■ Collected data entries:
===============
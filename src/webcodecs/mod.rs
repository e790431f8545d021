//! WebCodecs API surface
//!
//! Codec state machines, raw-media containers and encoded chunks following
//! the WebCodecs contract: serialized per-instance control queues, strict
//! lifecycle transitions, exclusive buffer ownership and DOMException-style
//! error classes.

mod audio_data;
mod audio_decoder;
mod audio_encoder;
pub mod codec_string;
mod control;
mod encoded_audio_chunk;
mod encoded_video_chunk;
mod environment;
pub mod error;
mod video_decoder;
mod video_encoder;
mod video_frame;

pub use audio_data::{AudioData, AudioDataCopyToOptions, AudioDataInit, AudioSampleFormat};
pub use audio_decoder::{
  AudioDataOutput, AudioDecoder, AudioDecoderInit, DequeueCallback, ErrorCallback,
};
pub use audio_encoder::{
  AudioDecoderConfigOutput, AudioEncoder, AudioEncoderInit, EncodedAudioChunkMetadata,
  EncodedAudioChunkOutput,
};
pub use control::{CodecState, FlushHandle};
pub use encoded_audio_chunk::{
  AudioDecoderConfig, AudioDecoderSupport, AudioEncoderConfig, AudioEncoderSupport,
  EncodedAudioChunk, EncodedAudioChunkInit, EncodedAudioChunkType, FlacEncoderConfig,
  OpusEncoderConfig,
};
pub use encoded_video_chunk::{
  EncodedVideoChunk, EncodedVideoChunkInit, EncodedVideoChunkType, VideoColorSpaceInit,
  VideoDecoderConfig, VideoDecoderSupport, VideoEncoderConfig, VideoEncoderSupport,
  VideoLatencyMode,
};
pub use environment::{
  resolve_environment, register_host_provider, CodecRequest, Environment, HostCodecProvider,
};
pub use error::Error;
pub use video_decoder::{VideoDecoder, VideoDecoderInit, VideoFrameOutput};
pub use video_encoder::{
  EncodedVideoChunkMetadata, EncodedVideoChunkOutput, VideoDecoderConfigOutput, VideoEncoder,
  VideoEncoderEncodeOptions, VideoEncoderInit,
};
pub use video_frame::{
  PlaneLayout, VideoFrame, VideoFrameBufferInit, VideoFrameCopyToOptions, VideoFrameInit,
  VideoFrameRect, VideoPixelFormat,
};
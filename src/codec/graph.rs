//! Audio resample/reformat filter graph
//!
//! Wraps the backend `aresample` graph as an input-keyed cache of size one:
//! the graph converts whatever the caller last submitted into the fixed
//! output the encoder was configured with. When the input drifts the owner
//! drains this graph and builds a new one.

use tracing::debug;

use crate::backend::{AudioFilterSpec, AudioStreamSpec, CodecLibrary, Frame};

use super::CodecResult;

/// One `aresample` graph from an observed input spec to a fixed output spec
pub struct AudioGraph {
  handle: Box<dyn crate::backend::AudioFilterHandle>,
  input: AudioStreamSpec,
}

impl AudioGraph {
  /// Build a graph converting `input` into `output`, emitting frames of
  /// `frame_size` samples (0 for unconstrained).
  pub fn open(
    library: &dyn CodecLibrary,
    input: AudioStreamSpec,
    output: AudioStreamSpec,
    frame_size: u32,
  ) -> CodecResult<Self> {
    let handle = library.open_audio_filter(&AudioFilterSpec {
      input,
      output,
      frame_size,
    })?;
    debug!(
      in_rate = input.sample_rate,
      out_rate = output.sample_rate,
      frame_size,
      "opened aresample graph"
    );
    Ok(Self { handle, input })
  }

  /// Whether `frame` still matches the input spec this graph was built for
  pub fn matches_input(&self, frame: &Frame) -> bool {
    frame.sample_format == Some(self.input.sample_format)
      && frame.channels == self.input.channels
      && frame.sample_rate == self.input.sample_rate
  }

  /// Push one frame through, returning zero or more converted frames
  pub fn push(&mut self, frame: &Frame) -> CodecResult<Vec<Frame>> {
    Ok(self.handle.push(frame)?)
  }

  /// Flush buffered samples; the final frame may be partial
  pub fn drain(&mut self) -> CodecResult<Vec<Frame>> {
    Ok(self.handle.drain()?)
  }
}
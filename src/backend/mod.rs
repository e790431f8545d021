//! Consumed codec-library interface
//!
//! The polyfill core calls into, but does not define, a native media codec
//! library. This module is that boundary: the `CodecLibrary` trait with its
//! handle traits, the owned exchange records (`Frame`, `Packet`), the
//! backend-native format enumerations, and the process-wide instance pool.

pub mod error;
pub mod frame;
pub mod library;
pub mod packet;
pub mod pool;
pub mod types;

pub use error::{BackendError, BackendResult};
pub use frame::Frame;
pub use library::{
  AudioFilterHandle, AudioFilterSpec, AudioStreamSpec, CodecLibrary, DecoderHandle, DecoderSetup,
  EncoderHandle, EncoderSetup, PictureSpec, ScalerHandle, ScalerSpec,
};
pub use packet::Packet;
pub use pool::{acquire, install, LibraryLease};
pub use types::{Crop, Fraction, PixelFormat, Rational, SampleFormat};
===============
All that is needed is the line containing "pub use frame::Frame;" and each line after it to the end of the data above, set down exactly.

■ Written solution:
pub use frame::Frame;
pub use library::{
  AudioFilterHandle, AudioFilterSpec, AudioStreamSpec, CodecLibrary, DecoderHandle, DecoderSetup,
  EncoderHandle, EncoderSetup, PictureSpec, ScalerHandle, ScalerSpec,
};
pub use packet::Packet;
pub use pool::{acquire, install, LibraryLease};
pub use types::{Crop, Fraction, PixelFormat, Rational, SampleFormat};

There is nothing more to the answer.